Aquel año de 1975 en que ardieron tres discotecas en Vigo
En el plazo de tres meses, en 1975, año histórico, ardieron, una tras otra, tres conocidas, populares y concurridas discotecas de Vigo
Es mucha casualidad. Pero en el plazo de tres meses, en 1975, año histórico, ardieron, una tras otra, tres conocidas, populares y concurridas discotecas de Vigo. La sospecha de su causa nunca se confirmó del todo, pero hubo muchas conjeturas. Los daños fueron cuantiosos e incluso hubo víctimas en uno de los casos. Ya entonces escribí sobre este caso. El siete de enero de aquel año, ardía la discoteca “Electra”, que quedó totalmente destruida. El quince de abril del mismo año desaparecía la conocidísima sala “Las Cabañas” y en julio de aquel año ardía durante la sala “Oliver”, situada en el número 25 de la calle Venezuela, dejando un fallecido y cinco heridos graves. La víctima fue el empleado de “Faro de Vigo” José Manuel Taboada López, de 24 años.
En aquellos tiempos no existían las medidas de seguridad vigentes ahora, de suerte que, sobre todo las discotecas situadas en bajos, con grandes concentraciones, eran auténticas ratoneras, sin salidas adecuadas ni medios de protección suficientes. En el caso de “Oliver” el incendio se originó a las diez y media de la noche en la sección de guardarropa. Aquella tarde habían pasado por el lugar seiscientas personas, y en el momento de iniciarse el incendio, sólo quedaban tres camareros y el joven muerto. La discoteca constaba de bajo y sótano. Los camareros y varios jóvenes que se hallaban en las puertas intentaron sofocar el fuego inútilmente con extintores. En poco tiempo, las llamas alcanzaron tales proporciones que alcanzaron el cuarto piso del edificio, número 25, de ocho plantas y ático, en apenas diez minutos.
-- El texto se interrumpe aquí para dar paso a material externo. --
//! Bridge wire envelopes
//!
//! Every message on the widget/host channel is a JSON-RPC 2.0 object. Inbound
//! data is classified into a closed set of shapes at the boundary; anything
//! that fits none of them is dropped by the caller.

use serde::Deserialize;
use serde_json::{Map, Value};

pub const JSONRPC_VERSION: &str = "2.0";

#[derive(Debug, Clone, PartialEq)]
pub enum Envelope {
    Request(Request),
    Response(Response),
    Notification(Notification),
}

#[derive(Debug, Clone, PartialEq)]
pub struct Request {
    pub id: u64,
    pub method: String,
    pub params: Option<Value>,
}

#[derive(Debug, Clone, PartialEq)]
pub struct Response {
    pub id: u64,
    pub outcome: Outcome,
}

#[derive(Debug, Clone, PartialEq)]
pub enum Outcome {
    Result(Value),
    Error(Value),
}

#[derive(Debug, Clone, PartialEq)]
pub struct Notification {
    pub method: String,
    pub params: Option<Value>,
}

#[derive(Debug, Deserialize)]
struct WireMessage {
    jsonrpc: Option<String>,
    #[serde(default)]
    id: Option<Value>,
    #[serde(default)]
    method: Option<String>,
    #[serde(default)]
    params: Option<Value>,
    #[serde(default)]
    result: Option<Value>,
    #[serde(default)]
    error: Option<Value>,
}

impl Outcome {
    pub fn into_result(self) -> Result<Value, Value> {
        match self {
            Self::Result(value) => Ok(value),
            Self::Error(error) => Err(error),
        }
    }
}

impl Envelope {
    /// Returns `None` for anything that is not one of the three shapes.
    pub fn parse(data: &Value) -> Option<Self> {
        let wire = WireMessage::deserialize(data).ok()?;
        if wire.jsonrpc.as_deref() != Some(JSONRPC_VERSION) {
            return None;
        }

        match (wire.id, wire.method) {
            (Some(id), method) => {
                let id = id.as_u64()?;
                match method {
                    Some(method) if wire.result.is_none() && wire.error.is_none() => {
                        Some(Self::Request(Request {
                            id,
                            method,
                            params: wire.params,
                        }))
                    }
                    _ => {
                        let outcome = match wire.error {
                            Some(error) => Outcome::Error(error),
                            None => Outcome::Result(wire.result.unwrap_or(Value::Null)),
                        };
                        Some(Self::Response(Response { id, outcome }))
                    }
                }
            }
            (None, Some(method)) => Some(Self::Notification(Notification {
                method,
                params: wire.params,
            })),
            (None, None) => None,
        }
    }

    pub fn into_value(self) -> Value {
        let mut object = Map::new();
        object.insert("jsonrpc".to_string(), Value::from(JSONRPC_VERSION));

        match self {
            Self::Request(request) => {
                object.insert("id".to_string(), Value::from(request.id));
                object.insert("method".to_string(), Value::from(request.method));
                if let Some(params) = request.params {
                    object.insert("params".to_string(), params);
                }
            }
            Self::Response(response) => {
                object.insert("id".to_string(), Value::from(response.id));
                match response.outcome {
                    Outcome::Result(result) => object.insert("result".to_string(), result),
                    Outcome::Error(error) => object.insert("error".to_string(), error),
                };
            }
            Self::Notification(notification) => {
                object.insert("method".to_string(), Value::from(notification.method));
                if let Some(params) = notification.params {
                    object.insert("params".to_string(), params);
                }
            }
        }

        Value::Object(object)
    }
}

#[cfg(test)]
mod tests {
    use serde_json::json;

    use super::*;

    #[test]
    fn classifies_request_response_and_notification() {
        assert!(matches!(
            Envelope::parse(&json!({ "jsonrpc": "2.0", "id": 1, "method": "ui/initialize" })),
            Some(Envelope::Request(Request { id: 1, .. }))
        ));
        assert!(matches!(
            Envelope::parse(&json!({ "jsonrpc": "2.0", "id": 1, "result": {} })),
            Some(Envelope::Response(Response { id: 1, outcome: Outcome::Result(_) }))
        ));
        assert!(matches!(
            Envelope::parse(&json!({ "jsonrpc": "2.0", "id": 2, "error": { "code": 1 } })),
            Some(Envelope::Response(Response { id: 2, outcome: Outcome::Error(_) }))
        ));
        assert!(matches!(
            Envelope::parse(&json!({ "jsonrpc": "2.0", "method": "ui/notifications/tool-result" })),
            Some(Envelope::Notification(_))
        ));
    }

    #[test]
    fn response_without_payload_resolves_to_null() {
        let envelope = Envelope::parse(&json!({ "jsonrpc": "2.0", "id": 3 }));
        assert_eq!(
            envelope,
            Some(Envelope::Response(Response {
                id: 3,
                outcome: Outcome::Result(Value::Null),
            }))
        );
    }

    #[test]
    fn null_error_is_not_a_rejection() {
        let envelope = Envelope::parse(&json!({ "jsonrpc": "2.0", "id": 4, "error": null }));
        assert!(matches!(
            envelope,
            Some(Envelope::Response(Response { outcome: Outcome::Result(_), .. }))
        ));
    }

    #[test]
    fn rejects_foreign_shapes() {
        for data in [
            json!("hello"),
            json!(null),
            json!({ "type": "resize", "height": 300 }),
            json!({ "jsonrpc": "1.0", "method": "x" }),
            json!({ "jsonrpc": "2.0" }),
            json!({ "jsonrpc": "2.0", "id": "abc", "result": {} }),
            json!({ "jsonrpc": "2.0", "id": -1, "result": {} }),
            json!({ "jsonrpc": 2, "id": 1, "result": {} }),
        ] {
            assert_eq!(Envelope::parse(&data), None, "{data} should be dropped");
        }
    }

    #[test]
    fn encodes_without_absent_fields() {
        let request = Envelope::Request(Request {
            id: 1,
            method: "ui/initialize".to_string(),
            params: None,
        })
        .into_value();
        assert_eq!(request, json!({ "jsonrpc": "2.0", "id": 1, "method": "ui/initialize" }));

        let notification = Envelope::Notification(Notification {
            method: "ui/notifications/initialized".to_string(),
            params: Some(json!({})),
        })
        .into_value();
        assert_eq!(
            notification,
            json!({ "jsonrpc": "2.0", "method": "ui/notifications/initialized", "params": {} })
        );
    }
}
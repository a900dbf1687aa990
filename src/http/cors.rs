use axum::{
    extract::Request,
    http::{header, HeaderValue, StatusCode},
    middleware::Next,
    response::{IntoResponse, Response},
};

pub const ALLOW_METHODS: &str = "POST, GET, OPTIONS, DELETE";
pub const ALLOW_HEADERS: &str = "content-type, mcp-session-id";
pub const EXPOSE_HEADERS: &str = "Mcp-Session-Id";

pub fn preflight_response() -> Response {
    let mut response = StatusCode::NO_CONTENT.into_response();
    let headers = response.headers_mut();
    headers.insert(
        header::ACCESS_CONTROL_ALLOW_METHODS,
        HeaderValue::from_static(ALLOW_METHODS),
    );
    headers.insert(
        header::ACCESS_CONTROL_ALLOW_HEADERS,
        HeaderValue::from_static(ALLOW_HEADERS),
    );
    response
}

pub async fn cors_headers(request: Request, next: Next) -> Response {
    let mut response = next.run(request).await;
    let headers = response.headers_mut();
    headers.insert(
        header::ACCESS_CONTROL_ALLOW_ORIGIN,
        HeaderValue::from_static("*"),
    );
    headers.insert(
        header::ACCESS_CONTROL_EXPOSE_HEADERS,
        HeaderValue::from_static(EXPOSE_HEADERS),
    );
    response
}
//! Model Context Protocol (MCP) server handling and JSON-RPC implementations
//!
//! Provides the protocol engine, the stateless HTTP transport with its
//! per-exchange session lifecycle, and the stdio transport.

pub mod rpc;
pub mod server;
pub mod session;
pub mod stdio;
pub mod transport;
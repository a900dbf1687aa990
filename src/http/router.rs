//! Request classification and dispatch
//!
//! `classify` is a pure function of method and path. `dispatch` is the single
//! axum entry point and is the only place that touches protocol sessions.

use axum::{
    extract::{Request, State},
    http::Method,
    response::{IntoResponse, Response},
};

use crate::domain::plugin::{GREET_PATH, LEGAL_PATH, LOGO_PATH, MANIFEST_PATH, OPENAPI_PATH};
use crate::http::{cors, handlers};
use crate::mcp::session::handle_exchange;
use crate::AppState;

pub const ROOT_PATH: &str = "/";
pub const HEALTH_PATH: &str = "/health";

#[derive(Debug, Clone, Copy, PartialEq, Eq)]
pub enum Route {
    Preflight,
    Root,
    Health,
    ProtocolExchange,
    Plugin(PluginRoute),
    NotFound,
}

#[derive(Debug, Clone, Copy, PartialEq, Eq)]
pub enum PluginRoute {
    Manifest,
    OpenApi,
    Greet,
    Logo,
    Legal,
}

pub fn is_protocol_method(method: &Method) -> bool {
    method == Method::POST || method == Method::GET || method == Method::DELETE
}

pub fn classify(method: &Method, path: &str, protocol_path: &str) -> Route {
    if method == Method::OPTIONS {
        return Route::Preflight;
    }

    if path == protocol_path {
        return if is_protocol_method(method) {
            Route::ProtocolExchange
        } else {
            Route::NotFound
        };
    }

    match (method.as_str(), path) {
        ("GET", ROOT_PATH) => Route::Root,
        ("GET", HEALTH_PATH) => Route::Health,
        ("GET", MANIFEST_PATH) => Route::Plugin(PluginRoute::Manifest),
        ("GET", OPENAPI_PATH) => Route::Plugin(PluginRoute::OpenApi),
        ("POST", GREET_PATH) => Route::Plugin(PluginRoute::Greet),
        ("GET", LOGO_PATH) => Route::Plugin(PluginRoute::Logo),
        ("GET", LEGAL_PATH) => Route::Plugin(PluginRoute::Legal),
        _ => Route::NotFound,
    }
}

pub async fn dispatch(State(state): State<AppState>, request: Request) -> Response {
    let route = classify(request.method(), request.uri().path(), &state.config.path);

    match route {
        Route::Preflight => cors::preflight_response(),
        Route::Root => handlers::root().await.into_response(),
        Route::Health => handlers::health().await.into_response(),
        Route::ProtocolExchange => handle_exchange(state, request).await,
        Route::Plugin(PluginRoute::Manifest) => {
            handlers::manifest(&state, request.headers()).await
        }
        Route::Plugin(PluginRoute::OpenApi) => {
            handlers::openapi(&state, request.headers()).await
        }
        Route::Plugin(PluginRoute::Greet) => handlers::greet(request).await,
        Route::Plugin(PluginRoute::Logo) => handlers::logo().await.into_response(),
        Route::Plugin(PluginRoute::Legal) => handlers::legal().await.into_response(),
        Route::NotFound => handlers::not_found().await.into_response(),
    }
}
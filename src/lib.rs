use std::sync::Arc;

use axum::{middleware, Router};

pub mod bridge;
pub mod config;
pub mod domain;
pub mod errors;
pub mod http;
pub mod logging;
pub mod mcp;

use config::Config;
use mcp::session::{LoggingObserver, SessionObserver};

#[derive(Clone)]
pub struct AppState {
    pub config: Arc<Config>,
    pub session_observer: Arc<dyn SessionObserver>,
}

impl AppState {
    pub fn new(config: Config) -> Self {
        Self::with_observer(config, Arc::new(LoggingObserver))
    }

    pub fn with_observer(config: Config, session_observer: Arc<dyn SessionObserver>) -> Self {
        Self {
            config: Arc::new(config),
            session_observer,
        }
    }
}

/// Every request goes through `http::router::dispatch`, so the protocol path
/// can be configured at runtime and OPTIONS is answered on any path.
pub fn build_app(state: AppState) -> Router {
    Router::new()
        .fallback(http::router::dispatch)
        .layer(middleware::from_fn(http::cors::cors_headers))
        .layer(middleware::from_fn(logging::request_logging_middleware))
        .with_state(state)
}
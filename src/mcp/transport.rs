//! Stateless streamable HTTP transport
//!
//! One `StatelessHttpTransport` is bound to exactly one HTTP exchange. It never
//! issues or honors an `Mcp-Session-Id`; every exchange is self-contained.

use std::sync::{
    atomic::{AtomicBool, Ordering},
    Arc, Mutex,
};

use axum::{
    body::to_bytes,
    extract::Request,
    http::{header, HeaderMap, HeaderValue, Method, StatusCode},
    response::{IntoResponse, Response},
    Json,
};
use serde_json::Value;
use uuid::Uuid;

use crate::errors::AppError;
use crate::mcp::rpc::{json_rpc_error, INTERNAL_ERROR, PARSE_ERROR, SERVER_ERROR};
use crate::mcp::server::McpServer;
use crate::mcp::session::SessionObserver;

pub const MAX_BODY_BYTES: usize = 4 * 1024 * 1024;

pub struct StatelessHttpTransport {
    exchange_id: Uuid,
    observer: Arc<dyn SessionObserver>,
    server: Mutex<Option<Arc<McpServer>>>,
    response: Mutex<Option<Response>>,
    closed: AtomicBool,
}

impl StatelessHttpTransport {
    pub fn new(exchange_id: Uuid, observer: Arc<dyn SessionObserver>) -> Self {
        Self {
            exchange_id,
            observer,
            server: Mutex::new(None),
            response: Mutex::new(None),
            closed: AtomicBool::new(false),
        }
    }

    pub fn connect(&self, server: Arc<McpServer>) -> Result<(), AppError> {
        if self.is_closed() {
            return Err(AppError::internal("transport is closed"));
        }

        let mut slot = self
            .server
            .lock()
            .map_err(|_| AppError::internal("transport server slot poisoned"))?;
        if slot.is_some() {
            return Err(AppError::internal("transport is already connected"));
        }

        *slot = Some(server);
        Ok(())
    }

    pub fn is_closed(&self) -> bool {
        self.closed.load(Ordering::Acquire)
    }

    /// Idempotent; the observer hears about the first close only.
    pub fn close(&self) -> Result<(), AppError> {
        if self.closed.swap(true, Ordering::AcqRel) {
            return Ok(());
        }

        self.observer.transport_closed(self.exchange_id);
        let mut slot = self
            .server
            .lock()
            .map_err(|_| AppError::internal("transport server slot poisoned"))?;
        slot.take();
        Ok(())
    }

    pub fn take_response(&self) -> Option<Response> {
        self.response.lock().ok().and_then(|mut slot| slot.take())
    }

    pub async fn handle_request(&self, request: Request) -> Result<(), AppError> {
        let server = self.connected_server()?;

        let method = request.method().clone();
        match method {
            Method::POST => self.handle_post(&server, request).await,
            Method::GET => self.respond(method_not_allowed(
                "Server-initiated streams are not available in stateless mode.",
            )),
            Method::DELETE => self.respond(StatusCode::OK.into_response()),
            _ => self.respond(method_not_allowed("Method not allowed.")),
        }
    }

    async fn handle_post(&self, server: &McpServer, request: Request) -> Result<(), AppError> {
        if !is_json_content_type(request.headers()) {
            return self.respond(
                (
                    StatusCode::UNSUPPORTED_MEDIA_TYPE,
                    Json(json_rpc_error(
                        None,
                        SERVER_ERROR,
                        "Unsupported Media Type: Content-Type must be application/json",
                    )),
                )
                    .into_response(),
            );
        }

        let body = to_bytes(request.into_body(), MAX_BODY_BYTES)
            .await
            .map_err(|err| AppError::internal(format!("failed to read request body: {err}")))?;

        let payload: Value = match serde_json::from_slice(&body) {
            Ok(value) => value,
            Err(_) => {
                return self.respond(
                    (
                        StatusCode::BAD_REQUEST,
                        Json(json_rpc_error(None, PARSE_ERROR, "Parse error")),
                    )
                        .into_response(),
                )
            }
        };

        match server.handle_payload(payload) {
            Some(response) => self.respond((StatusCode::OK, Json(response)).into_response()),
            None => self.respond(StatusCode::ACCEPTED.into_response()),
        }
    }

    fn connected_server(&self) -> Result<Arc<McpServer>, AppError> {
        if self.is_closed() {
            return Err(AppError::internal("transport is closed"));
        }

        self.server
            .lock()
            .map_err(|_| AppError::internal("transport server slot poisoned"))?
            .clone()
            .ok_or_else(|| AppError::internal("transport is not connected to a server"))
    }

    fn respond(&self, response: Response) -> Result<(), AppError> {
        let mut slot = self
            .response
            .lock()
            .map_err(|_| AppError::internal("transport response slot poisoned"))?;
        if slot.is_some() {
            return Err(AppError::internal("response already sent for this exchange"));
        }

        *slot = Some(response);
        Ok(())
    }
}

fn is_json_content_type(headers: &HeaderMap) -> bool {
    headers
        .get(header::CONTENT_TYPE)
        .and_then(|value| value.to_str().ok())
        .map(|value| value.trim().to_ascii_lowercase())
        .is_some_and(|value| value.starts_with("application/json"))
}

fn method_not_allowed(message: &str) -> Response {
    let mut response = (
        StatusCode::METHOD_NOT_ALLOWED,
        Json(json_rpc_error(None, SERVER_ERROR, message)),
    )
        .into_response();
    response
        .headers_mut()
        .insert(header::ALLOW, HeaderValue::from_static("POST, DELETE"));
    response
}

/// Answer for exchanges that failed before the transport committed a response.
pub fn internal_server_error() -> Response {
    (
        StatusCode::INTERNAL_SERVER_ERROR,
        Json(json_rpc_error(None, INTERNAL_ERROR, "Internal server error")),
    )
        .into_response()
}
//! Greeting construction shared by the REST, stdio and streamable HTTP surfaces.

use chrono::{SecondsFormat, Utc};
use serde::{Deserialize, Serialize};

use crate::errors::AppError;

pub const APP_DISPLAY_NAME: &str = "ChatAppDemo";

#[derive(Debug, Clone, Serialize, Deserialize, PartialEq, Eq)]
pub struct Greeting {
    pub name: String,
    pub greeting: String,
    pub timestamp: String,
}

pub fn normalize_name(name: &str) -> Result<String, AppError> {
    let trimmed = name.trim();
    if trimmed.is_empty() {
        return Err(AppError::bad_request(
            "invalid_name",
            "name must be a non-empty string",
        ));
    }

    Ok(trimmed.to_string())
}

pub fn greet(name: &str) -> Result<Greeting, AppError> {
    let name = normalize_name(name)?;
    let greeting = format!("Hello, {name}! Welcome to the {APP_DISPLAY_NAME}. 👋");

    Ok(Greeting {
        name,
        greeting,
        timestamp: Utc::now().to_rfc3339_opts(SecondsFormat::Millis, true),
    })
}
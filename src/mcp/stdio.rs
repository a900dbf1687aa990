//! MCP stdio server
//!
//! Reads newline-delimited JSON-RPC from a reader and writes responses to a
//! writer. The stdio connection is the session, so one `McpServer` serves every
//! line until EOF.

use std::sync::Arc;

use serde_json::Value;
use tokio::io::{AsyncBufRead, AsyncBufReadExt, AsyncWrite, AsyncWriteExt};
use tracing::debug;
use uuid::Uuid;

use crate::errors::AppError;
use crate::mcp::rpc::{json_rpc_error, PARSE_ERROR};
use crate::mcp::server::McpServer;
use crate::mcp::session::SessionObserver;

pub async fn serve<R, W>(
    reader: R,
    mut writer: W,
    observer: Arc<dyn SessionObserver>,
) -> Result<(), AppError>
where
    R: AsyncBufRead + Unpin,
    W: AsyncWrite + Unpin,
{
    let exchange_id = Uuid::new_v4();
    observer.session_opened(exchange_id);
    let server = McpServer::new(exchange_id, observer.clone());

    let outcome = pump(&server, reader, &mut writer).await;

    observer.transport_closed(exchange_id);
    server.close();
    outcome
}

async fn pump<R, W>(server: &McpServer, reader: R, writer: &mut W) -> Result<(), AppError>
where
    R: AsyncBufRead + Unpin,
    W: AsyncWrite + Unpin,
{
    let mut lines = reader.lines();

    while let Some(line) = lines
        .next_line()
        .await
        .map_err(|err| AppError::internal(format!("failed to read stdin: {err}")))?
    {
        if line.trim().is_empty() {
            continue;
        }

        let response = match serde_json::from_str::<Value>(&line) {
            Ok(payload) => server.handle_payload(payload),
            Err(err) => {
                debug!(error = %err, "unparseable stdio line");
                Some(json_rpc_error(None, PARSE_ERROR, "Parse error"))
            }
        };

        if let Some(response) = response {
            write_line(writer, &response).await?;
        }
    }

    Ok(())
}

async fn write_line<W>(writer: &mut W, response: &Value) -> Result<(), AppError>
where
    W: AsyncWrite + Unpin,
{
    let mut encoded = response.to_string();
    encoded.push('\n');

    writer
        .write_all(encoded.as_bytes())
        .await
        .map_err(|err| AppError::internal(format!("failed to write stdout: {err}")))?;
    writer
        .flush()
        .await
        .map_err(|err| AppError::internal(format!("failed to flush stdout: {err}")))
}
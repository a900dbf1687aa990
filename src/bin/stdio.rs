use std::sync::Arc;

use chat_app_demo::{
    logging,
    mcp::{session::LoggingObserver, stdio},
};
use tokio::io::{stdin, stdout, BufReader};
use tracing::{error, info};

#[tokio::main]
async fn main() -> Result<(), Box<dyn std::error::Error>> {
    logging::init_logging();
    info!("stdio server starting");

    stdio::serve(BufReader::new(stdin()), stdout(), Arc::new(LoggingObserver))
        .await
        .inspect_err(|err| error!(error = %err, "stdio server failed"))?;
    Ok(())
}
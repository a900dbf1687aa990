//! The central Model Context Protocol engine
//!
//! `McpServer` is one protocol-server instance. It registers its tool descriptors
//! at construction, decodes JSON-RPC messages, routes methods (`initialize`,
//! `ping`, `tools/*`, `resources/*`) and is closed exactly once by its owner.

use std::sync::{
    atomic::{AtomicBool, Ordering},
    Arc,
};

use rust_mcp_sdk::schema::{
    CallToolRequest, Implementation, InitializeRequest, InitializeResult, JsonrpcMessage,
    JsonrpcRequest, ListResourcesRequest, ListResourcesResult, ListToolsRequest, ListToolsResult,
    PingRequest, ReadResourceRequest, ServerCapabilities, ServerCapabilitiesResources,
    ServerCapabilitiesTools, Tool,
};
use serde_json::{json, Value};
use tracing::{debug, info};
use uuid::Uuid;

use crate::domain::{
    resources::{build_resources_list, handle_resources_read},
    tools::{build_tools_list, handle_tools_call},
};
use crate::errors::AppError;
use crate::mcp::rpc::{
    app_error_to_json_rpc, is_json_rpc_error, json_rpc_error, json_rpc_result,
    json_rpc_serialized, request_id_to_value, INVALID_PARAMS, INVALID_REQUEST, METHOD_NOT_FOUND,
    SERVER_ERROR,
};
use crate::mcp::session::SessionObserver;

pub const SUPPORTED_PROTOCOL_VERSIONS: [&str; 3] = ["2025-06-18", "2025-03-26", "2024-11-05"];
pub const LATEST_PROTOCOL_VERSION: &str = SUPPORTED_PROTOCOL_VERSIONS[0];

pub struct McpServer {
    exchange_id: Uuid,
    tools: Vec<Tool>,
    observer: Arc<dyn SessionObserver>,
    closed: AtomicBool,
}

impl McpServer {
    pub fn new(exchange_id: Uuid, observer: Arc<dyn SessionObserver>) -> Self {
        Self {
            exchange_id,
            tools: build_tools_list(),
            observer,
            closed: AtomicBool::new(false),
        }
    }

    pub fn exchange_id(&self) -> Uuid {
        self.exchange_id
    }

    pub fn is_closed(&self) -> bool {
        self.closed.load(Ordering::Acquire)
    }

    /// Idempotent; only the first call reaches the observer.
    pub fn close(&self) {
        if self.closed.swap(true, Ordering::AcqRel) {
            return;
        }

        self.observer.server_closed(self.exchange_id);
    }

    /// Handles a decoded body: a single message or a batch.
    pub fn handle_payload(&self, payload: Value) -> Option<Value> {
        let Value::Array(batch) = payload else {
            return self.handle_message(payload);
        };

        if batch.is_empty() {
            return Some(json_rpc_error(None, INVALID_REQUEST, "Invalid Request"));
        }

        let responses = batch
            .into_iter()
            .filter_map(|item| self.handle_message(item))
            .collect::<Vec<_>>();

        if responses.is_empty() {
            None
        } else {
            Some(Value::Array(responses))
        }
    }

    pub fn handle_message(&self, payload: Value) -> Option<Value> {
        if !payload.is_object() {
            return Some(json_rpc_error(None, INVALID_REQUEST, "Invalid Request"));
        }

        let request_id = payload.get("id").cloned();
        if self.is_closed() {
            return request_id.map(|id| json_rpc_error(Some(id), SERVER_ERROR, "Server closed"));
        }

        let parsed: JsonrpcMessage = match serde_json::from_value(payload) {
            Ok(message) => message,
            Err(_) => return Some(json_rpc_error(request_id, INVALID_REQUEST, "Invalid Request")),
        };

        match parsed {
            JsonrpcMessage::Request(request) => {
                if let Err(error_response) = validate_request_shape(&request) {
                    return Some(error_response);
                }

                let request_id = request_id_to_value(request.id);
                if request.method.trim().is_empty() {
                    return Some(json_rpc_error(
                        Some(request_id),
                        INVALID_REQUEST,
                        "Invalid Request",
                    ));
                }

                Some(self.handle_request(
                    Some(request_id),
                    request.method,
                    request.params.map(Value::Object),
                ))
            }
            JsonrpcMessage::Notification(notification) => {
                debug!(
                    exchange_id = %self.exchange_id,
                    method = %notification.method,
                    "mcp notification received"
                );
                None
            }
            JsonrpcMessage::ResultResponse(_) | JsonrpcMessage::ErrorResponse(_) => {
                Some(json_rpc_error(request_id, INVALID_REQUEST, "Invalid Request"))
            }
        }
    }

    pub fn handle_request(&self, id: Option<Value>, method: String, params: Option<Value>) -> Value {
        let audit_params = redact_audit_params(params.as_ref());

        let response = match method.as_str() {
            "initialize" => match negotiate_protocol_version(params.as_ref()) {
                Ok(protocol_version) => {
                    json_rpc_serialized(id, &initialize_result(protocol_version))
                }
                Err(err) => app_error_to_json_rpc(id, err),
            },
            "ping" => json_rpc_result(id, json!({})),
            "tools/list" => json_rpc_serialized(
                id,
                &ListToolsResult {
                    meta: None,
                    next_cursor: None,
                    tools: self.tools.clone(),
                },
            ),
            "tools/call" => handle_tools_call(&self.tools, id, params),
            "resources/list" => json_rpc_serialized(
                id,
                &ListResourcesResult {
                    meta: None,
                    next_cursor: None,
                    resources: build_resources_list(),
                },
            ),
            "resources/read" => handle_resources_read(id, params),
            _ => json_rpc_error(id, METHOD_NOT_FOUND, "Method not found"),
        };

        info!(
            exchange_id = %self.exchange_id,
            method = %method,
            params = %audit_params,
            outcome = if is_json_rpc_error(&response) { "failure" } else { "success" },
            "mcp action audited"
        );

        response
    }
}

pub fn initialize_result(protocol_version: &str) -> InitializeResult {
    InitializeResult {
        server_info: Implementation {
            name: env!("CARGO_PKG_NAME").to_string(),
            version: env!("CARGO_PKG_VERSION").to_string(),
            title: Some("ChatAppDemo".to_string()),
            description: None,
            icons: vec![],
            website_url: None,
        },
        capabilities: ServerCapabilities {
            tools: Some(ServerCapabilitiesTools {
                list_changed: Some(false),
            }),
            resources: Some(ServerCapabilitiesResources {
                subscribe: Some(false),
                list_changed: Some(false),
            }),
            prompts: None,
            ..Default::default()
        },
        protocol_version: protocol_version.to_string(),
        instructions: None,
        meta: None,
    }
}

pub fn validate_request_shape(request: &JsonrpcRequest) -> Result<(), Value> {
    let request_id = Some(request_id_to_value(request.id.clone()));
    let payload = serde_json::to_value(request)
        .map_err(|_| json_rpc_error(request_id.clone(), INVALID_REQUEST, "Invalid Request"))?;

    let valid = match request.method.as_str() {
        "tools/call" => serde_json::from_value::<CallToolRequest>(payload).is_ok(),
        "resources/read" => serde_json::from_value::<ReadResourceRequest>(payload).is_ok(),
        "tools/list" => serde_json::from_value::<ListToolsRequest>(payload).is_ok(),
        "resources/list" => serde_json::from_value::<ListResourcesRequest>(payload).is_ok(),
        "ping" => serde_json::from_value::<PingRequest>(payload).is_ok(),
        "initialize" => serde_json::from_value::<InitializeRequest>(payload).is_ok(),
        _ => true,
    };

    if valid {
        Ok(())
    } else {
        Err(json_rpc_error(request_id, INVALID_PARAMS, "Invalid params"))
    }
}

/// Echoes a supported offered version, otherwise answers with the latest one.
pub fn negotiate_protocol_version(params: Option<&Value>) -> Result<&'static str, AppError> {
    let offered_version = params
        .and_then(Value::as_object)
        .and_then(|object| object.get("protocolVersion"))
        .and_then(Value::as_str)
        .map(str::trim)
        .filter(|version| !version.is_empty())
        .ok_or_else(|| {
            AppError::bad_request(
                "invalid_protocol_version",
                "initialize params.protocolVersion is required",
            )
        })?;

    Ok(SUPPORTED_PROTOCOL_VERSIONS
        .iter()
        .copied()
        .find(|version| *version == offered_version)
        .unwrap_or(LATEST_PROTOCOL_VERSION))
}

pub fn redact_audit_params(params: Option<&Value>) -> Value {
    params.map(redact_audit_value).unwrap_or(Value::Null)
}

pub fn redact_audit_value(value: &Value) -> Value {
    match value {
        Value::Object(map) => Value::Object(
            map.iter()
                .map(|(key, item)| {
                    if is_sensitive_key(key) {
                        (key.clone(), Value::String("[REDACTED]".to_string()))
                    } else {
                        (key.clone(), redact_audit_value(item))
                    }
                })
                .collect(),
        ),
        Value::Array(items) => Value::Array(items.iter().map(redact_audit_value).collect()),
        _ => value.clone(),
    }
}

pub fn is_sensitive_key(key: &str) -> bool {
    let normalized = key.trim().to_ascii_lowercase();
    matches!(
        normalized.as_str(),
        "authorization" | "bearer" | "api_key" | "apikey"
    ) || normalized.contains("token")
        || normalized.contains("secret")
        || normalized.contains("password")
        || normalized.contains("credential")
}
La gravedad del incendio fue de tales proporciones que no se pudo extinguirlo hasta las siete de la mañana. El edificio tuvo que ser desalojado y sus ocupantes realojados en casas de conocidos y amigos. Había peligro de explosiones y se produjo un hecho dramático, dado que en plena labor de extinción se produjo un corte de agua. Como, lamentablemente sigue ocurriendo ahora, y el último caso fue un restaurante de Madrid, la alta combustibilidad de los materiales de decoración propició el avance de las llamas. Cuando, sofocado el incendio, los bomberos removían los restos de la discoteca, hallaron entre los escombros los restos del infortunado joven. Presentaba diversas contusiones y fue hallado cerca de la puerta. Como es normal, en estos casos, las autoridades locales se acercaron al lugar. Entre las personas que trataron de ayudar y los propios bomberos se produjeron diversos contusionados y heridos.
La ciudad se sobresaltó, que tres conocidas discotecas arden del mismo modo en menos de un año era muy sospechoso y circularon todo tipo de especulaciones y rumores sobre la situación de las mismas, las primas de los seguros y otros aspectos inevitables en estos casos. Como suele ocurrir, no todo el mundo quedó convencido de la causa fortuita de estos episodios, que en este caso dejó graves secuelas en todo el edificio, especialmente en su fachada. Sólo en “Oliver”, las pérdidas se estimaron en más de ocho millones de pesetas de la época, o sea, una cantidad elevada. Yo había estado en esta discoteca muchas veces y me tocó ser uno de los primeros periodistas que llegó al siniestro, por lo que en varios periódicos de aquel tiempo se publicó mi crónica que ahora recuerdo.
En esto de incendios de lugares concurridos, Vigo tiene una lamentable historia. Todavía en 2912, ardía el antiguo Cine Vigo llena el centro de una densa humareda. Las instalaciones estaban abandonadas desde hace una década y frecuentadas por okupas, pese a las quejas del vecindario de la zona, dado el riesgo para los edificios colindantes, sin que el alcalde Abel Caballero tomara cartas en el asunto.
En esta crónica negra de la ciudad, tampoco se puede olvidar el incendio que sufriera el cine Fraga en 1988, lo que obligó a su rehabilitación diseñada por César Portela. El BNG ha propuesto que sea adquirido por el Ayuntamiento para convertirlo en teatro municipal. La diversa suerte de las Cajas de Ahorro de Galicia, a partir de las fusiones y desapariciones llevó este histórico edificio al patrimonio de Abanca, y lleva 22 años cerrado. Pero recuperar este histórico edificio para la ciudad no parece figurar, al menos que se sepa, entre las prioridades del actual equipo de gobierno municipal.